» **Work item**:
Exactly reproduce the lines from the top of the entries below through the line containing "Form inputs produce", with both ends included.

» **Records shown**:
------------------------
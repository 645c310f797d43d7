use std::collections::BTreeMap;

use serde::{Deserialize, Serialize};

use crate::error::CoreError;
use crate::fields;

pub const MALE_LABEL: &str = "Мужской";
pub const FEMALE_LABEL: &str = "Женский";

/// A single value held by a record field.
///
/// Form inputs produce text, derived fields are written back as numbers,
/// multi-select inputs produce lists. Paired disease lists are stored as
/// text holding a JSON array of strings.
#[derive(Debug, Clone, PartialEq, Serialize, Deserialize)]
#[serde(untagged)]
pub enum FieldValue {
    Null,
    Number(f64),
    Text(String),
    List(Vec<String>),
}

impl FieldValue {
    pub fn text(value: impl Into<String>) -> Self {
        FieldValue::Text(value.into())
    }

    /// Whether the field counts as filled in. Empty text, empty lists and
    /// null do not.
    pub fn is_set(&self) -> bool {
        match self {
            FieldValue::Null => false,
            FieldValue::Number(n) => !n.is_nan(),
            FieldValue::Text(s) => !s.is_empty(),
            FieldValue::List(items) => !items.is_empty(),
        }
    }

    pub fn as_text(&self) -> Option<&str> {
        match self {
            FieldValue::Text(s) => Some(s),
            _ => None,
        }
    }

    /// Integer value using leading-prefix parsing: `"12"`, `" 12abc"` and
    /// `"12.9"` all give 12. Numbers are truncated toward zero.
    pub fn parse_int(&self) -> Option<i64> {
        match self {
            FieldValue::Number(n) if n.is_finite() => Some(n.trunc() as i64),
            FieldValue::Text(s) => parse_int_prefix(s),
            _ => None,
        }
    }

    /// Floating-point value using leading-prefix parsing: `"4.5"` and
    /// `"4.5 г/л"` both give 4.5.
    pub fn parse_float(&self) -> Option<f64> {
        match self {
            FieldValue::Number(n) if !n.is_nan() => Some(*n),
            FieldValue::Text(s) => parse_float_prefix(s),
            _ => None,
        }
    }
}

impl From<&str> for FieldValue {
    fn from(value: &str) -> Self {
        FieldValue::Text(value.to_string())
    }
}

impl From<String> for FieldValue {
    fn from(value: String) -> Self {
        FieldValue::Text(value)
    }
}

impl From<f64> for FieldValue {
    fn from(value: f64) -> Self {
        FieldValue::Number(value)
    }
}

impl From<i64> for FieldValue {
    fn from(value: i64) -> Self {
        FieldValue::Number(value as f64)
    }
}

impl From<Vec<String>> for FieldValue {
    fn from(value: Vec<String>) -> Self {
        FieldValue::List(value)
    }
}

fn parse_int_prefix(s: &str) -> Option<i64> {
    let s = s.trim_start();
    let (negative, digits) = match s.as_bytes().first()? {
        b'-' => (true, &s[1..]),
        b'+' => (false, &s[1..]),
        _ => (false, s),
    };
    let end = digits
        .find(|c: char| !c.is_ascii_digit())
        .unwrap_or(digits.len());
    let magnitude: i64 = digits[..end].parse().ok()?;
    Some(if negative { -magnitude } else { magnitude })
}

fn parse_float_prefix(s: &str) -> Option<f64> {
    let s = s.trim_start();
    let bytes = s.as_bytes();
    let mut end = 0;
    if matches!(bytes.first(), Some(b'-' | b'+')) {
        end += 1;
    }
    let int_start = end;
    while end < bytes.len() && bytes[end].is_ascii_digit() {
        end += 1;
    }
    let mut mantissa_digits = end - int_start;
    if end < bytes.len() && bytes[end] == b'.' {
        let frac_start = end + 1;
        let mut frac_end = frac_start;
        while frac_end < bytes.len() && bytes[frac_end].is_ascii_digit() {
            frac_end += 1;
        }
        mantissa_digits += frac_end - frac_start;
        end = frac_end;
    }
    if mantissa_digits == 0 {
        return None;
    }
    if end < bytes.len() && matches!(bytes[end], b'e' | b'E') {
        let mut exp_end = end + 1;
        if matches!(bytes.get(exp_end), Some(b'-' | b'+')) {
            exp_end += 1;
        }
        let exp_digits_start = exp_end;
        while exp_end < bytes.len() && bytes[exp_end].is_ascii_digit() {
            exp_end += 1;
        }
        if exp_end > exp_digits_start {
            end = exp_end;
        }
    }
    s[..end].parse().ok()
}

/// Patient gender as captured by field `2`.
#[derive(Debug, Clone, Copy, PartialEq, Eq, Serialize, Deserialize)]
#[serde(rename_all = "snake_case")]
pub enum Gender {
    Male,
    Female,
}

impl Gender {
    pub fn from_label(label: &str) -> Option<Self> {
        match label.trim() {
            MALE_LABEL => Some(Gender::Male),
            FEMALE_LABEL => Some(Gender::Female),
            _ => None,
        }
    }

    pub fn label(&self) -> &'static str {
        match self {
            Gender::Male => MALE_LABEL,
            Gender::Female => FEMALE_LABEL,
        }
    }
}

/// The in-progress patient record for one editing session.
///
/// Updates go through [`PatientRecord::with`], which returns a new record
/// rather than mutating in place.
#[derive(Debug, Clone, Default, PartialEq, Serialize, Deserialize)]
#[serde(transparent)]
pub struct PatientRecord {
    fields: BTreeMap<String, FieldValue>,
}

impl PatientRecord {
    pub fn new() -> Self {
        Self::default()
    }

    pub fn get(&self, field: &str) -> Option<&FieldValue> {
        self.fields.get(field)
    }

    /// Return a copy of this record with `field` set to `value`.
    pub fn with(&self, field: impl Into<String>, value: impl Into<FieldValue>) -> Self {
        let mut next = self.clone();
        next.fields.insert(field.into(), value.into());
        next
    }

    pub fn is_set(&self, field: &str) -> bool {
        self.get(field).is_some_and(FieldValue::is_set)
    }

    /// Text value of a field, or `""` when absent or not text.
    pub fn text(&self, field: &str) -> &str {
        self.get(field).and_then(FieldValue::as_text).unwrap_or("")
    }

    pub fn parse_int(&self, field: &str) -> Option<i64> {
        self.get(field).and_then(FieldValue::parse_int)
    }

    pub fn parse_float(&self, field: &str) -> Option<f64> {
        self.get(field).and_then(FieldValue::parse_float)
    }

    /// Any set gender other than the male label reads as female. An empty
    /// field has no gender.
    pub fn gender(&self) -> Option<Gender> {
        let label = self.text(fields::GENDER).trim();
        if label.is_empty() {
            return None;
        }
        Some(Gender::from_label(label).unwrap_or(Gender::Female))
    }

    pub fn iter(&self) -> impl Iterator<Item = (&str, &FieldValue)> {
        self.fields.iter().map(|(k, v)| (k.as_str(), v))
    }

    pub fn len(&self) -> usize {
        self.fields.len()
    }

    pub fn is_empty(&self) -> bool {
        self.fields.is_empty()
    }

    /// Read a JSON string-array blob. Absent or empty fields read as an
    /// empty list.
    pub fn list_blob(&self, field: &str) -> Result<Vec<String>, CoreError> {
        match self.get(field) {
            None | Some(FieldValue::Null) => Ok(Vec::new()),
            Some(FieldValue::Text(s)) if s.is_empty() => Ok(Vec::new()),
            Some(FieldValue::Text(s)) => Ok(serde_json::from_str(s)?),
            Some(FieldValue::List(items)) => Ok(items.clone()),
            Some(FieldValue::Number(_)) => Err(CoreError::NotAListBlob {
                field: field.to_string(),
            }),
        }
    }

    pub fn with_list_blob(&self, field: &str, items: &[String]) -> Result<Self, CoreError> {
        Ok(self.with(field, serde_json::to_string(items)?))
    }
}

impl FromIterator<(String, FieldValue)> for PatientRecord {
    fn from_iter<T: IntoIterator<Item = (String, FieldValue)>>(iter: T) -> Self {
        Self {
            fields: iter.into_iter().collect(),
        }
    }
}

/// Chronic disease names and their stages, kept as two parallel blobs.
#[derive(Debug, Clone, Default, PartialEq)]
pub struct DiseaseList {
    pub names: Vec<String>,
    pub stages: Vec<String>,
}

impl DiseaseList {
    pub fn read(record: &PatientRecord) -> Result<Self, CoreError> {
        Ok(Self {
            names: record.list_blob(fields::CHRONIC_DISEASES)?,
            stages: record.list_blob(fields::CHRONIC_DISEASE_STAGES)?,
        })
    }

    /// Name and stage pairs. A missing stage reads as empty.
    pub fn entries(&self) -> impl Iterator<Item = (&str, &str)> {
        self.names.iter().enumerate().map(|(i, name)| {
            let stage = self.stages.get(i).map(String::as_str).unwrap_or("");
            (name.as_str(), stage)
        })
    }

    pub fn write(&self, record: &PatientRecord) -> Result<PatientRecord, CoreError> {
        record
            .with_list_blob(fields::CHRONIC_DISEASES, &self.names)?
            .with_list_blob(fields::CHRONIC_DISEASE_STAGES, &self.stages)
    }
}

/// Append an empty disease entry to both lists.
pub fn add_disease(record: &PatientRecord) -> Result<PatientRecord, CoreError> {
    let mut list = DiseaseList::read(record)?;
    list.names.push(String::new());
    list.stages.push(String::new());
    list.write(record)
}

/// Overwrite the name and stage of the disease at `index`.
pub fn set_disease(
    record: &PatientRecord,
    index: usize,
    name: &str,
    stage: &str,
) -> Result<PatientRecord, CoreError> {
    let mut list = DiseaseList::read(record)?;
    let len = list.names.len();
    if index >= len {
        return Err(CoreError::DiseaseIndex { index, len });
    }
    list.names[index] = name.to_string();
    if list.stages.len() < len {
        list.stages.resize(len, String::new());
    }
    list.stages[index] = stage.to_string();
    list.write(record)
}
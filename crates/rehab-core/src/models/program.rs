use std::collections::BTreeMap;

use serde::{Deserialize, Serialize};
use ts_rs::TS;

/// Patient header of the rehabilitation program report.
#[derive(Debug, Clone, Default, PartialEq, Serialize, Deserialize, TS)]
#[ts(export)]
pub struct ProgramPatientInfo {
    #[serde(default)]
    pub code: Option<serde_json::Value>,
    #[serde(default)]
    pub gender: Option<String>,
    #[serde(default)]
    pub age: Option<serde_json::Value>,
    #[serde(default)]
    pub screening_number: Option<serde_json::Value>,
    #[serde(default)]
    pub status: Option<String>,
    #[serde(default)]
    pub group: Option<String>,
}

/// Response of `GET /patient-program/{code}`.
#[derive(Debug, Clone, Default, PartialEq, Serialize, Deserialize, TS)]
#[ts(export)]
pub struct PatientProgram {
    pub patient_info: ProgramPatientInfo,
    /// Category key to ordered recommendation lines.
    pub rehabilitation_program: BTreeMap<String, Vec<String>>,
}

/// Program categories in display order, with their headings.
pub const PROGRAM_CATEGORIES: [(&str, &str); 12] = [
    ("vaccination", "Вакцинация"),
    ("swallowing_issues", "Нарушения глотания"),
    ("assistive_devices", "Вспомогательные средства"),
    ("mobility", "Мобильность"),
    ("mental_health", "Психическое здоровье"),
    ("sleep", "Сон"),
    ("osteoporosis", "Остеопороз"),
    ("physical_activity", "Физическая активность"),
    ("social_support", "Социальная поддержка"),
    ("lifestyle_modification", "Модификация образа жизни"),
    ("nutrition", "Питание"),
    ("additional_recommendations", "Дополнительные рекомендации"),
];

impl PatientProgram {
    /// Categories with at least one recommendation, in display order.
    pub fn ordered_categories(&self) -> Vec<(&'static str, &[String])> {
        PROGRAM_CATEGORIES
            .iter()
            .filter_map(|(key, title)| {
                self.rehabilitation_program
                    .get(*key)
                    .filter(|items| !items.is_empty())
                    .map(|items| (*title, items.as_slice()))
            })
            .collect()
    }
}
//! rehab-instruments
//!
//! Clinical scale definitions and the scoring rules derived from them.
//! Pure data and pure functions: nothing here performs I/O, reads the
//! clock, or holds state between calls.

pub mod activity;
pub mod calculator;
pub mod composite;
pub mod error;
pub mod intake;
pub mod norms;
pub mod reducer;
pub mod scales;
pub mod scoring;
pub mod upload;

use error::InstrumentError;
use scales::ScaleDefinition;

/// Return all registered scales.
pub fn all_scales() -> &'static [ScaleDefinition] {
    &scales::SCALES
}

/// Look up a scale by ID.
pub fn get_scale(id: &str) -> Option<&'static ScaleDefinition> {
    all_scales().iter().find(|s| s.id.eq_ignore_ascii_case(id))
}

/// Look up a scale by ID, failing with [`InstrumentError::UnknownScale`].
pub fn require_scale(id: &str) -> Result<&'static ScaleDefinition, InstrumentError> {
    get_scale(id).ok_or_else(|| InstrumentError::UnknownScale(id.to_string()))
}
------------------------
» **Written answer**:
repository 645c310f797d43d7
use std::collections::BTreeMap;

use serde::{Deserialize, Serialize};

use crate::error::CoreError;
use crate::fields;

pub const MALE_LABEL: &str = "Мужской";
pub const FEMALE_LABEL: &str = "Женский";

/// A single value held by a record field.
///
/// Form inputs produce text, derived fields are written back as numbers,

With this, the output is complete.